The association known as Match, which models and assesses
contributions to climate change, said it showed for the first
time how assessments over different timeframes and various
industries change the estimate of national contribution.
The Match database shows that China is overtaking the U.S.
in terms of emissions. United Nations talks have stalled over
targets after limits for richer nations in the 1997 Kyoto
Protocol expire in 2012. Almost 200 nations are meeting later
this month in Cancun, Mexico, to try and reach an agreement to
limit greenhouse gases blamed for climate change.
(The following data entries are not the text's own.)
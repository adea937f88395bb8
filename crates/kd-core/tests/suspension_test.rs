//! Suspension scenarios against the in-memory store and the mock pod API

use kd_core::lock::{pod_lock, MemoryLeaseBackend, PodOperation};
use kd_core::{
    IpPool, KdError, LockClient, MemoryStore, NewNetwork, PublicIpAssigner, Store,
    SuspensionCoordinator, SuspensionSettings,
};
use kd_models::{
    ContainerSpec, Pod, PodCommand, PodStatus, PortSpec, PublicIp, Role, SuspensionState, User,
    UserId,
};
use orchestrator_client::MockOrchestratorClient;
use std::net::Ipv4Addr;
use std::sync::Arc;
use std::time::Duration;

const USER: UserId = UserId(7);

struct Harness {
    store: MemoryStore,
    orchestrator: MockOrchestratorClient,
    locks: LockClient,
    assigner: PublicIpAssigner,
    coordinator: SuspensionCoordinator,
}

impl Harness {
    async fn new(cidr: &str) -> Self {
        let store = MemoryStore::new();
        let orchestrator = MockOrchestratorClient::new("http://test-kd");
        let locks = LockClient::new(Arc::new(MemoryLeaseBackend::new()));
        let assigner = PublicIpAssigner::new(Arc::new(store.clone()), false);
        assigner
            .pool()
            .create(NewNetwork {
                network: cidr.to_string(),
                ..Default::default()
            })
            .await
            .unwrap();

        let coordinator = SuspensionCoordinator::new(
            Arc::new(store.clone()),
            Arc::new(orchestrator.clone()),
            assigner.clone(),
            locks.clone(),
            SuspensionSettings {
                command_timeout: Duration::from_millis(200),
                ..Default::default()
            },
        );

        let h = Self {
            store,
            orchestrator,
            locks,
            assigner,
            coordinator,
        };
        h.save_user(User::new(USER, "alice")).await;
        h
    }

    fn pool(&self) -> &IpPool {
        self.assigner.pool()
    }

    async fn save_user(&self, user: User) {
        let mut tx = self.store.begin().await.unwrap();
        tx.save_user(user).await.unwrap();
        tx.commit().await.unwrap();
    }

    /// Pod known to both the database and the pod API; public ones get an address
    async fn add_pod(&self, owner: UserId, name: &str, status: PodStatus, public: bool) -> Pod {
        let port = if public {
            PortSpec::public(80)
        } else {
            PortSpec::private(80)
        };
        let mut pod = Pod::new(
            owner,
            name,
            vec![ContainerSpec {
                name: name.to_string(),
                image: "nginx".to_string(),
                ports: vec![port],
            }],
        );
        pod.status = status;

        let mut tx = self.store.begin().await.unwrap();
        tx.save_pod(pod.clone()).await.unwrap();
        tx.commit().await.unwrap();
        self.orchestrator.add_pod(pod.clone());

        if public {
            self.assigner.assign(pod.id).await.unwrap();
        }
        self.assigner.load_pod(pod.id).await.unwrap()
    }

    async fn config_ip(&self, pod: &Pod) -> PublicIp {
        self.assigner.load_pod(pod.id).await.unwrap().config.public_ip()
    }
}

fn ip(s: &str) -> Ipv4Addr {
    s.parse().unwrap()
}

#[tokio::test]
async fn test_suspend_stops_pods_and_frees_addresses() {
    let h = Harness::new("10.0.0.0/29").await;
    let web = h.add_pod(USER, "web", PodStatus::Running, true).await;
    let idle = h.add_pod(USER, "idle", PodStatus::Stopped, true).await;
    let db = h.add_pod(USER, "db", PodStatus::Running, false).await;

    let report = h.coordinator.suspend(USER).await.unwrap();

    assert!(!report.unchanged);
    assert_eq!(h.coordinator.state(USER).await.unwrap(), SuspensionState::Suspended);
    assert!(h.pool().user_addresses(USER).await.unwrap().is_empty());
    for pod in [&web, &idle, &db] {
        assert!(h.orchestrator.pod(pod.id).unwrap().status.is_stopped());
    }
    assert_eq!(h.config_ip(&web).await, PublicIp::Freed(ip("10.0.0.1")));
    assert_eq!(h.config_ip(&idle).await, PublicIp::Freed(ip("10.0.0.2")));
    assert_eq!(h.config_ip(&db).await, PublicIp::Unassigned);
    // Only running pods received a stop.
    let mut stopped = report.pods.clone();
    stopped.sort();
    let mut expected = vec![web.id, db.id];
    expected.sort();
    assert_eq!(stopped, expected);
}

#[tokio::test]
async fn test_suspend_twice_is_noop() {
    let h = Harness::new("10.0.0.0/29").await;
    h.add_pod(USER, "web", PodStatus::Running, true).await;

    h.coordinator.suspend(USER).await.unwrap();
    let commands = h.orchestrator.commands().len();
    let again = h.coordinator.suspend(USER).await.unwrap();

    assert!(again.unchanged);
    assert_eq!(h.orchestrator.commands().len(), commands);
}

#[tokio::test]
async fn test_admin_and_internal_user_are_not_suspendable() {
    let h = Harness::new("10.0.0.0/29").await;
    let mut admin = User::new(UserId(1), "root");
    admin.role = Role::Admin;
    h.save_user(admin).await;
    h.save_user(User::new(UserId(2), kd_models::KUBERDOCK_INTERNAL_USER))
        .await;

    assert!(matches!(
        h.coordinator.suspend(UserId(1)).await,
        Err(KdError::UserNotSuspendable(_))
    ));
    assert!(matches!(
        h.coordinator.suspend(UserId(2)).await,
        Err(KdError::UserNotSuspendable(_))
    ));
    assert!(matches!(
        h.coordinator.suspend(UserId(99)).await,
        Err(KdError::UserNotFound(_))
    ));
}

#[tokio::test]
async fn test_unsuspend_restores_addresses_and_restarts_stopped_pods() {
    let h = Harness::new("10.0.0.0/29").await;
    let web = h.add_pod(USER, "web", PodStatus::Running, true).await;
    let idle = h.add_pod(USER, "idle", PodStatus::Stopped, true).await;

    h.coordinator.suspend(USER).await.unwrap();
    let report = h.coordinator.unsuspend(USER).await.unwrap();

    assert_eq!(h.coordinator.state(USER).await.unwrap(), SuspensionState::Active);
    assert_eq!(h.config_ip(&web).await, PublicIp::Assigned(ip("10.0.0.1")));
    assert_eq!(h.config_ip(&idle).await, PublicIp::Assigned(ip("10.0.0.2")));
    assert_eq!(report.pods, vec![web.id]);
    assert_eq!(h.orchestrator.pod(web.id).unwrap().status, PodStatus::Running);
    assert_eq!(h.orchestrator.pod(idle.id).unwrap().status, PodStatus::Stopped);

    let restored = h.assigner.load_pod(web.id).await.unwrap();
    assert_eq!(restored.config, web.config);

    let again = h.coordinator.unsuspend(USER).await.unwrap();
    assert!(again.unchanged);
}

#[tokio::test]
async fn test_unsuspend_gets_new_address_when_old_one_taken() {
    let h = Harness::new("10.0.0.0/29").await;
    let web = h.add_pod(USER, "web", PodStatus::Running, true).await;

    h.coordinator.suspend(USER).await.unwrap();
    let squatter = h.add_pod(UserId(8), "other", PodStatus::Running, true).await;
    assert_eq!(h.config_ip(&squatter).await, PublicIp::Assigned(ip("10.0.0.1")));

    h.coordinator.unsuspend(USER).await.unwrap();
    assert_eq!(h.config_ip(&web).await, PublicIp::Assigned(ip("10.0.0.2")));
}

#[tokio::test]
async fn test_unsuspend_is_all_or_nothing() {
    // Two host addresses: .1 and .2
    let h = Harness::new("10.0.0.0/30").await;
    let first = h.add_pod(USER, "a-first", PodStatus::Running, true).await;
    let second = h.add_pod(USER, "b-second", PodStatus::Running, true).await;
    h.coordinator.suspend(USER).await.unwrap();
    let suspended_first = h.assigner.load_pod(first.id).await.unwrap();
    let suspended_second = h.assigner.load_pod(second.id).await.unwrap();

    // Someone else takes .2; with .1 going back to the first pod nothing is left.
    let squatter_one = h.add_pod(UserId(8), "x", PodStatus::Running, true).await;
    let squatter_two = h.add_pod(UserId(8), "y", PodStatus::Running, true).await;
    h.assigner.release_for_deletion(squatter_one.id).await.unwrap();
    assert_eq!(h.config_ip(&squatter_two).await, PublicIp::Assigned(ip("10.0.0.2")));

    let result = h.coordinator.unsuspend(USER).await;

    assert!(matches!(result, Err(KdError::NoFreeIps)));
    assert_eq!(h.coordinator.state(USER).await.unwrap(), SuspensionState::Suspended);
    assert!(h.pool().user_addresses(USER).await.unwrap().is_empty());
    assert_eq!(h.assigner.load_pod(first.id).await.unwrap().config, suspended_first.config);
    assert_eq!(h.assigner.load_pod(second.id).await.unwrap().config, suspended_second.config);
    assert!(h
        .orchestrator
        .commands()
        .iter()
        .all(|(_, command)| *command == PodCommand::Stop));

    // Once the address is free again the retry succeeds with the original addresses.
    h.assigner.release_for_deletion(squatter_two.id).await.unwrap();
    h.coordinator.unsuspend(USER).await.unwrap();
    assert_eq!(h.config_ip(&first).await, PublicIp::Assigned(ip("10.0.0.1")));
    assert_eq!(h.config_ip(&second).await, PublicIp::Assigned(ip("10.0.0.2")));
}

#[tokio::test]
async fn test_stop_timeout_leaves_suspending_and_rerun_resumes() {
    let h = Harness::new("10.0.0.0/29").await;
    let slow = h.add_pod(USER, "slow", PodStatus::Running, true).await;
    h.orchestrator.hang_commands_for(slow.id, Duration::from_secs(5));

    let result = h.coordinator.suspend(USER).await;

    assert!(matches!(
        result,
        Err(KdError::OrchestratorTimeout { pod_id, .. }) if pod_id == slow.id
    ));
    assert_eq!(h.coordinator.state(USER).await.unwrap(), SuspensionState::Suspending);
    // Not transitioned, so the address stays.
    assert_eq!(h.config_ip(&slow).await, PublicIp::Assigned(ip("10.0.0.1")));

    h.orchestrator.clear_failures();
    h.coordinator.suspend(USER).await.unwrap();
    assert_eq!(h.coordinator.state(USER).await.unwrap(), SuspensionState::Suspended);
    assert_eq!(h.config_ip(&slow).await, PublicIp::Freed(ip("10.0.0.1")));
}

#[tokio::test]
async fn test_pod_stuck_stopping_keeps_its_address() {
    let h = Harness::new("10.0.0.0/29").await;
    let web = h.add_pod(USER, "web", PodStatus::Running, true).await;
    h.orchestrator.stall_commands_for(web.id);

    let result = h.coordinator.suspend(USER).await;

    assert!(matches!(
        result,
        Err(KdError::OrchestratorTimeout { pod_id, command: PodCommand::Stop, .. })
            if pod_id == web.id
    ));
    assert_eq!(h.orchestrator.pod(web.id).unwrap().status, PodStatus::Stopping);
    assert_eq!(h.coordinator.state(USER).await.unwrap(), SuspensionState::Suspending);
    assert_eq!(h.config_ip(&web).await, PublicIp::Assigned(ip("10.0.0.1")));
    assert!(h.pool().find_by_pod(web.id).await.unwrap().is_some());

    // Once the pod can stop, a rerun finishes and unsuspend restarts it.
    h.orchestrator.clear_failures();
    h.coordinator.suspend(USER).await.unwrap();
    assert_eq!(h.coordinator.state(USER).await.unwrap(), SuspensionState::Suspended);
    assert_eq!(h.config_ip(&web).await, PublicIp::Freed(ip("10.0.0.1")));

    h.coordinator.unsuspend(USER).await.unwrap();
    assert_eq!(h.orchestrator.pod(web.id).unwrap().status, PodStatus::Running);
}

#[tokio::test]
async fn test_failed_rollback_leaves_unsuspending_and_consistent() {
    let h = Harness::new("10.0.0.0/30").await;
    let first = h.add_pod(USER, "a-first", PodStatus::Running, true).await;
    let second = h.add_pod(USER, "b-second", PodStatus::Running, true).await;
    h.coordinator.suspend(USER).await.unwrap();

    let squatter_one = h.add_pod(UserId(8), "x", PodStatus::Running, true).await;
    let squatter_two = h.add_pod(UserId(8), "y", PodStatus::Running, true).await;
    h.assigner.release_for_deletion(squatter_one.id).await.unwrap();

    // The first pod's restore is written, its rollback write is not.
    h.store.fail_pod_save_after(1);
    let result = h.coordinator.unsuspend(USER).await;

    assert!(matches!(result, Err(KdError::Store(_))));
    assert_eq!(h.coordinator.state(USER).await.unwrap(), SuspensionState::Unsuspending);
    assert_eq!(h.config_ip(&first).await, PublicIp::Assigned(ip("10.0.0.1")));
    let held = h.pool().find_by_pod(first.id).await.unwrap().unwrap();
    assert_eq!(held.addr(), ip("10.0.0.1"));
    assert!(h
        .orchestrator
        .commands()
        .iter()
        .all(|(_, command)| *command == PodCommand::Stop));

    h.assigner.release_for_deletion(squatter_two.id).await.unwrap();
    h.coordinator.unsuspend(USER).await.unwrap();
    assert_eq!(h.coordinator.state(USER).await.unwrap(), SuspensionState::Active);
    assert_eq!(h.config_ip(&first).await, PublicIp::Assigned(ip("10.0.0.1")));
    assert_eq!(h.config_ip(&second).await, PublicIp::Assigned(ip("10.0.0.2")));
}

#[tokio::test]
async fn test_start_failure_leaves_unsuspending() {
    let h = Harness::new("10.0.0.0/29").await;
    let web = h.add_pod(USER, "web", PodStatus::Running, true).await;
    h.coordinator.suspend(USER).await.unwrap();

    h.orchestrator.fail_commands_for(web.id);
    assert!(matches!(
        h.coordinator.unsuspend(USER).await,
        Err(KdError::Orchestrator(_))
    ));
    assert_eq!(h.coordinator.state(USER).await.unwrap(), SuspensionState::Unsuspending);
    assert_eq!(h.config_ip(&web).await, PublicIp::Assigned(ip("10.0.0.1")));

    h.orchestrator.clear_failures();
    let report = h.coordinator.unsuspend(USER).await.unwrap();
    assert_eq!(report.pods, vec![web.id]);
    assert_eq!(h.coordinator.state(USER).await.unwrap(), SuspensionState::Active);
}

#[tokio::test]
async fn test_concurrent_suspend_is_refused() {
    let h = Harness::new("10.0.0.0/29").await;
    let slow = h.add_pod(USER, "slow", PodStatus::Running, true).await;
    h.orchestrator.hang_commands_for(slow.id, Duration::from_millis(50));

    let (first, second) = tokio::join!(h.coordinator.suspend(USER), h.coordinator.suspend(USER));

    let results = [first, second];
    assert_eq!(results.iter().filter(|r| r.is_ok()).count(), 1);
    assert!(results
        .iter()
        .any(|r| matches!(r, Err(KdError::SuspensionInProgress(id)) if *id == USER)));
    assert_eq!(h.coordinator.state(USER).await.unwrap(), SuspensionState::Suspended);
}

#[tokio::test]
async fn test_locked_pod_halts_suspension() {
    let h = Harness::new("10.0.0.0/29").await;
    let web = h.add_pod(USER, "web", PodStatus::Running, true).await;
    let ttl = Duration::from_secs(60);
    let held = pod_lock(&h.locks, web.id, PodOperation::Start, ttl, 0, Duration::ZERO)
        .await
        .unwrap();

    let result = h.coordinator.suspend(USER).await;

    assert!(matches!(
        result,
        Err(KdError::PodIsLocked { ref operation, .. }) if operation == "start"
    ));
    assert_eq!(h.coordinator.state(USER).await.unwrap(), SuspensionState::Suspending);
    assert!(h.orchestrator.commands().is_empty());

    held.release().await.unwrap();
    h.coordinator.suspend(USER).await.unwrap();
    assert_eq!(h.coordinator.state(USER).await.unwrap(), SuspensionState::Suspended);
}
China, with a population of 1.4 billion people, will be
responsible for 16.2 percent of the world's emissions in the
three decades through 2020, the research and Bloomberg data
show. That compares with 15.7 percent for the U.S., which has
322 million people.
Based on energy and industry emissions only for the period
from 1990 through 2020, which ignores agriculture and land-use
gases, the U.S. contribution rises to 19.9 percent, outstripping
China's at 17.8 percent, the research shows.
The research shows that developing nations probably won't
track the carbon intensity of richer nations, especially those
that were first to industrialize, such as Britain, Niklas Hoehne
who heads the MATCH support unit at Ecofys Group in Cologne,
Germany, said today in a phone interview. Carbon intensity is a
measure of how much greenhouse gas is produced for each unit of
economic output.
No Longer Necessary
Coal-based economic development "is not necessary
anymore," Hoehne said. The U.K. had 6.5 percent of the world's
energy and industry emissions in the period from 1750 through
2005, according to Match data. In the period from 1990 through
2005, Britain emitted 2.4 percent of global output, it shows.
The research demonstrates the uncertainty in current data.
The U.S.'s accumulated contribution through 2005 from 1750 may
be as much as 28 percent and as low as 16 percent, it said.
In the six decades through 2050, China will contribute most
of the world's emissions, or 17.6 percent. That compares with
12.1 percent for the U.S. and 8.2 percent for India, according
to the data, which relies on previously published data from the
Intergovernmental Panel on Climate Change, the UN's climate-
science group.
For Related News and Information:
Emission market news: NI ENVMARKET <GO>
Today's top energy stories: ETOP <GO>
European power-markets home page: EPWR <GO>
--Editors: Mike Anderson, Stephen Cunningham.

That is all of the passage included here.